Aim of the exercise
Repeat only the stretch of lines below that runs from the line with "and geocoding services." through the line with "nearby-search call and", unaltered.

──────────────────────────────

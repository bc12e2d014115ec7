//! Ports for the external point-of-interest and geocoding services.
//!
//! [`PlaceProvider`] answers one nearby-search per category and
//! [`Geocoder`] resolves a free-text address into a [`GeoPoint`](crate::GeoPoint).
//! Both are async and object safe so adapters can be injected at the
//! composition root.
//!
//! Failures are typed: [`ProviderError`] for a single nearby-search call and
//! [`GeocodeError`] for address resolution.

mod error;
mod ports;

pub use error::{GeocodeError, ProviderError};
pub use ports::{Geocoder, PlaceProvider};
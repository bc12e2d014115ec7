//! Behavioural tests for [`MapClient`] and [`FixtureProvider`].

use camino::Utf8PathBuf;
use proximity_core::{
    Category, GeoPoint, Meters, PlaceProvider, ProviderError, ProximityMatcher, SearchOutcome,
    SearchQuery,
};
use proximity_data::{ConfigError, FixtureProvider, MapClient, MapClientConfig};
use rstest::fixture;
use rstest_bdd_macros::{given, scenario, then, when};
use std::cell::RefCell;
use std::time::Duration;

const API_KEY: &str = "behaviour-secret-key";

#[derive(Debug, Default)]
struct MapsWorld {
    config: RefCell<Option<MapClientConfig>>,
    client: RefCell<Option<Result<MapClient, ConfigError>>>,
    nearby: RefCell<Option<Result<Vec<proximity_core::RawPlace>, ProviderError>>>,
    fixture: RefCell<Option<FixtureProvider>>,
    outcome: RefCell<Option<SearchOutcome>>,
}

#[fixture]
fn world() -> MapsWorld {
    MapsWorld::default()
}

fn runtime() -> tokio::runtime::Runtime {
    tokio::runtime::Builder::new_current_thread()
        .enable_all()
        .build()
        .expect("runtime should build")
}

fn origin() -> GeoPoint {
    GeoPoint::new(1.3, 103.8).expect("valid origin")
}

// --- Given steps ---

#[given("a maps configuration with a blank API key")]
fn blank_key(world: &MapsWorld) {
    *world.config.borrow_mut() = Some(MapClientConfig::new(" "));
}

#[given("a maps configuration with base URL {base_url}")]
fn with_base_url(world: &MapsWorld, base_url: String) {
    let config = MapClientConfig::new(API_KEY)
        .with_base_url(base_url)
        .with_timeout(Duration::from_secs(2));
    *world.config.borrow_mut() = Some(config);
}

#[given("the recorded response {name}")]
fn recorded_response(world: &MapsWorld, name: String) {
    let path = Utf8PathBuf::from(env!("CARGO_MANIFEST_DIR"))
        .join("tests")
        .join("fixtures")
        .join(name);
    let provider = FixtureProvider::from_path(&path).expect("fixture should load");
    *world.fixture.borrow_mut() = Some(provider);
}

// --- When steps ---

#[when("I initialise the maps client")]
fn initialise(world: &MapsWorld) {
    let config = world
        .config
        .borrow_mut()
        .take()
        .expect("configuration must be set");
    *world.client.borrow_mut() = Some(MapClient::init(config));
}

#[when("I request nearby schools")]
fn request_schools(world: &MapsWorld) {
    let client = world.client.borrow();
    let client = client
        .as_ref()
        .expect("client must be initialised")
        .as_ref()
        .expect("client should build");
    let result = runtime().block_on(client.nearby(
        &origin(),
        Meters::new(1000.0),
        Category::School,
    ));
    *world.nearby.borrow_mut() = Some(result);
}

#[when("I search for {names} within {radius} metres")]
fn search_fixture(world: &MapsWorld, names: String, radius: f64) {
    let provider = world
        .fixture
        .borrow_mut()
        .take()
        .expect("fixture must be loaded");
    let categories = names
        .split(',')
        .map(|name| name.parse::<Category>().expect("known category"))
        .collect();
    let query =
        SearchQuery::new(origin(), categories, Meters::new(radius)).expect("valid query");
    let matcher = ProximityMatcher::new(provider);
    let outcome = runtime().block_on(matcher.find_nearby(&query, None));
    *world.outcome.borrow_mut() = Some(outcome);
}

// --- Then steps ---

#[then("a missing API key error is returned")]
fn missing_key(world: &MapsWorld) {
    let client = world.client.borrow();
    assert!(
        matches!(client.as_ref(), Some(Err(ConfigError::MissingApiKey))),
        "expected MissingApiKey, got {client:?}"
    );
}

#[then("an invalid base URL error is returned")]
fn invalid_base_url(world: &MapsWorld) {
    let client = world.client.borrow();
    assert!(
        matches!(client.as_ref(), Some(Err(ConfigError::InvalidBaseUrl { .. }))),
        "expected InvalidBaseUrl, got {client:?}"
    );
}

#[then("the request fails with a transport error")]
fn transport_error(world: &MapsWorld) {
    let nearby = world.nearby.borrow();
    assert!(
        matches!(
            nearby.as_ref(),
            Some(Err(
                ProviderError::Network { .. } | ProviderError::Timeout { .. }
            ))
        ),
        "expected a transport error, got {nearby:?}"
    );
}

#[then("the error does not mention the API key")]
fn error_is_redacted(world: &MapsWorld) {
    let nearby = world.nearby.borrow();
    let error = nearby
        .as_ref()
        .and_then(|result| result.as_ref().err())
        .expect("request should have failed");
    assert!(!error.to_string().contains(API_KEY));
    assert!(!format!("{error:?}").contains(API_KEY));
}

#[then("the results are {ids}")]
fn results_are(world: &MapsWorld, ids: String) {
    let outcome = world.outcome.borrow();
    let outcome = outcome.as_ref().expect("search should have run");
    let actual: Vec<_> = outcome.places.iter().map(|p| p.id.as_str()).collect();
    let expected: Vec<_> = ids.split(',').collect();
    assert_eq!(actual, expected);
    assert!(outcome.failures.is_empty());
}

// --- Scenario registrations ---

macro_rules! register_scenario {
    ($fn_name:ident, $title:literal) => {
        #[scenario(path = "tests/features/map_client.feature", name = $title)]
        fn $fn_name(world: MapsWorld) {
            let _ = world;
        }
    };
}

register_scenario!(rejecting_missing_api_key, "rejecting a missing API key");
register_scenario!(rejecting_invalid_base_url, "rejecting an invalid base URL");
register_scenario!(
    reporting_unreachable_service,
    "reporting an unreachable service without leaking the key"
);
register_scenario!(searching_recorded_response, "searching a recorded response");
//! Shared test harness modules for the proximity CLI.
#![expect(
    clippy::panic,
    reason = "Tests assert panic branches to surface unexpected CLI outcomes"
)]

use super::*;
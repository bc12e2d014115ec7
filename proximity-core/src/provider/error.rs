use thiserror::Error;

/// Errors from [`crate::provider::PlaceProvider::nearby`].
///
/// The fan-out treats every variant as a soft failure of one category.
#[derive(Debug, Clone, PartialEq, Eq, Error)]
pub enum ProviderError {
    /// The call did not complete before its deadline.
    #[error("provider request timed out after {timeout_ms} ms")]
    Timeout {
        /// Deadline that expired, in milliseconds.
        timeout_ms: u64,
    },
    /// The request never produced an HTTP response.
    #[error("network error calling {url}: {message}")]
    Network {
        /// Endpoint that was called, without credentials.
        url: String,
        /// Transport error description.
        message: String,
    },
    /// The provider answered with a non-success HTTP status.
    #[error("provider returned HTTP {status} for {url}")]
    Http {
        /// Endpoint that was called, without credentials.
        url: String,
        /// HTTP status code.
        status: u16,
    },
    /// The provider answered but reported an error status in its payload.
    #[error("provider reported {status}: {message}")]
    Service {
        /// Provider status string, e.g. `"OVER_QUERY_LIMIT"`.
        status: String,
        /// Provider error message, possibly empty.
        message: String,
    },
    /// The response body could not be decoded.
    #[error("failed to parse provider response: {message}")]
    Parse {
        /// Decoder error description.
        message: String,
    },
    /// The provider cannot serve requests at all (e.g. a stub with no data).
    #[error("provider unavailable: {message}")]
    Unavailable {
        /// Reason the provider is unavailable.
        message: String,
    },
}

impl ProviderError {
    /// Whether repeating the same call might succeed.
    ///
    /// Timeouts, transport failures, server-side HTTP errors and transient
    /// provider statuses are retryable; client errors and decoding failures
    /// are not.
    #[must_use]
    pub fn is_retryable(&self) -> bool {
        match self {
            Self::Timeout { .. } | Self::Network { .. } => true,
            Self::Http { status, .. } => *status >= 500 || *status == 429,
            Self::Service { status, .. } => {
                matches!(status.as_str(), "UNKNOWN_ERROR" | "OVER_QUERY_LIMIT")
            }
            Self::Parse { .. } | Self::Unavailable { .. } => false,
        }
    }
}

/// Errors from [`crate::provider::Geocoder::geocode`].
///
/// Unlike [`ProviderError`], a geocoding failure aborts the search: there is
/// no origin to search around.
#[derive(Debug, Clone, PartialEq, Eq, Error)]
pub enum GeocodeError {
    /// The address was blank.
    #[error("address must not be empty")]
    EmptyAddress,
    /// The service found no match for the address.
    #[error("no location found for address {address:?}")]
    NotFound {
        /// Address that was looked up.
        address: String,
    },
    /// The service returned a location outside valid coordinate ranges.
    #[error("geocoder returned an invalid location: {message}")]
    InvalidLocation {
        /// Validation error description.
        message: String,
    },
    /// The call did not complete before its deadline.
    #[error("geocode request timed out after {timeout_ms} ms")]
    Timeout {
        /// Deadline that expired, in milliseconds.
        timeout_ms: u64,
    },
    /// Transport or HTTP failure.
    #[error("network error calling {url}: {message}")]
    Network {
        /// Endpoint that was called, without credentials.
        url: String,
        /// Transport error description.
        message: String,
    },
    /// The service reported an error status.
    #[error("geocoder reported {status}: {message}")]
    Service {
        /// Service status string.
        status: String,
        /// Service error message, possibly empty.
        message: String,
    },
    /// The response body could not be decoded.
    #[error("failed to parse geocode response: {message}")]
    Parse {
        /// Decoder error description.
        message: String,
    },
}
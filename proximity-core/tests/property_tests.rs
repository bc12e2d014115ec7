//! Property tests for the distance calculation and ranking pipeline.

use std::collections::{BTreeSet, HashSet};

use proptest::prelude::*;
use proximity_core::test_support::{StubPlaceProvider, raw_place};
use proximity_core::{
    Candidate, Category, GeoPoint, Meters, ProximityMatcher, RawPlace, SearchQuery, distance,
    match_candidates, project,
};

fn geo_point() -> impl Strategy<Value = GeoPoint> {
    (-90.0_f64..=90.0, -180.0_f64..=180.0)
        .prop_map(|(lat, lon)| GeoPoint::new(lat, lon).expect("generated in range"))
}

fn category() -> impl Strategy<Value = Category> {
    prop::sample::select(Category::ALL.to_vec())
}

/// Candidates within roughly 5 km of (1.3, 103.8), with ids drawn from a
/// small pool so duplicates are common.
fn candidates() -> impl Strategy<Value = Vec<Candidate>> {
    prop::collection::vec(
        (0_u8..12, category(), -0.045_f64..0.045, -0.045_f64..0.045),
        0..40,
    )
    .prop_map(|raw| {
        raw.into_iter()
            .map(|(id, category, dlat, dlon)| Candidate {
                id: format!("place-{id}"),
                name: format!("Place {id}"),
                category,
                location: GeoPoint::new(1.3 + dlat, 103.8 + dlon).expect("generated in range"),
                rating: None,
            })
            .collect()
    })
}

/// Provider listings on a coarse grid around (1.3, 103.8). Mirrored grid
/// offsets give equal distances and the small id pool repeats ids across
/// categories.
fn listings() -> impl Strategy<Value = Vec<(Category, RawPlace)>> {
    let categories = vec![Category::School, Category::Hospital, Category::Park];
    prop::collection::vec(
        (0_u8..6, prop::sample::select(categories), -3_i8..=3, -3_i8..=3),
        0..24,
    )
    .prop_map(|raw| {
        raw.into_iter()
            .map(|(id, category, north, east)| {
                let lat = 1.3 + f64::from(north) * 0.002;
                let lon = 103.8 + f64::from(east) * 0.002;
                (category, raw_place(&format!("place-{id}"), category, lat, lon))
            })
            .collect()
    })
}

fn query() -> impl Strategy<Value = SearchQuery> {
    (prop::collection::btree_set(category(), 0..5), 100.0_f64..5000.0).prop_map(
        |(categories, radius)| {
            SearchQuery::new(
                GeoPoint::new(1.3, 103.8).expect("valid origin"),
                categories,
                Meters::new(radius),
            )
            .expect("positive radius")
        },
    )
}

proptest! {
    #[test]
    fn distance_is_symmetric(a in geo_point(), b in geo_point()) {
        let ab = distance(&a, &b).get();
        let ba = distance(&b, &a).get();
        prop_assert!((ab - ba).abs() <= 1e-6);
    }

    #[test]
    fn distance_to_self_is_zero(a in geo_point()) {
        prop_assert_eq!(distance(&a, &a), Meters::ZERO);
    }

    #[test]
    fn distance_is_bounded_by_half_circumference(a in geo_point(), b in geo_point()) {
        let d = distance(&a, &b).get();
        prop_assert!(d >= 0.0);
        prop_assert!(d <= std::f64::consts::PI * 6_371_000.0 + 1e-6);
    }

    #[test]
    fn ranked_matches_respect_query(query in query(), candidates in candidates()) {
        let ranked = match_candidates(&query, candidates);
        let mut ids = HashSet::new();
        for m in ranked.as_slice() {
            prop_assert!(m.distance <= query.radius());
            prop_assert!(query.categories().contains(&m.candidate.category));
            prop_assert!(ids.insert(m.candidate.id.clone()), "duplicate id {}", m.candidate.id);
        }
        for pair in ranked.as_slice().windows(2) {
            let ordered = pair[0].distance < pair[1].distance
                || (pair[0].distance == pair[1].distance
                    && pair[0].candidate.id <= pair[1].candidate.id);
            prop_assert!(ordered);
        }
    }

    #[test]
    fn empty_selection_yields_nothing(candidates in candidates()) {
        let query = SearchQuery::new(
            GeoPoint::new(1.3, 103.8).expect("valid origin"),
            BTreeSet::new(),
            Meters::new(5000.0),
        )
        .expect("valid query");
        prop_assert!(match_candidates(&query, candidates).is_empty());
    }

    #[test]
    fn limit_keeps_the_nearest_prefix(
        query in query(),
        candidates in candidates(),
        limit in 0_usize..10,
    ) {
        let full = project(match_candidates(&query, candidates.clone()), None);
        let limited = project(match_candidates(&query, candidates), Some(limit));
        prop_assert_eq!(limited.len(), full.len().min(limit));
        prop_assert_eq!(&full[..limited.len()], &limited[..]);
    }

    #[test]
    fn ranking_is_idempotent(query in query(), candidates in candidates()) {
        let once = match_candidates(&query, candidates);
        let again = match_candidates(
            &query,
            once.as_slice().iter().map(|m| m.candidate.clone()),
        );
        prop_assert_eq!(once, again);
    }

    #[test]
    fn repeated_searches_rank_identically(listings in listings(), limit in prop::option::of(0_usize..10)) {
        let mut provider = StubPlaceProvider::new();
        for category in [Category::School, Category::Hospital, Category::Park] {
            let places = listings
                .iter()
                .filter(|(listed, _)| *listed == category)
                .map(|(_, place)| place.clone())
                .collect();
            provider = provider.with_places(category, places);
        }
        let matcher = ProximityMatcher::new(provider);
        let query = SearchQuery::new(
            GeoPoint::new(1.3, 103.8).expect("valid origin"),
            BTreeSet::from([Category::School, Category::Hospital, Category::Park]),
            Meters::new(1000.0),
        )
        .expect("valid query");

        let runtime = tokio::runtime::Builder::new_current_thread()
            .enable_time()
            .build()
            .expect("runtime should build");
        let first = runtime.block_on(matcher.find_nearby(&query, limit));
        let second = runtime.block_on(matcher.find_nearby(&query, limit));
        prop_assert!(first.failures.is_empty());
        prop_assert_eq!(first.places, second.places);
    }
}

──────────────────────────────

Response
//! Ports for the external point-of-interest and geocoding services.
//!
//! [`PlaceProvider`] answers one nearby-search per category and
//! [`Geocoder`] resolves a free-text address into a [`GeoPoint`](crate::GeoPoint).
//! Both are async and object safe so adapters can be injected at the
//! composition root.
//!
//! Failures are typed: [`ProviderError`] for a single nearby-search call and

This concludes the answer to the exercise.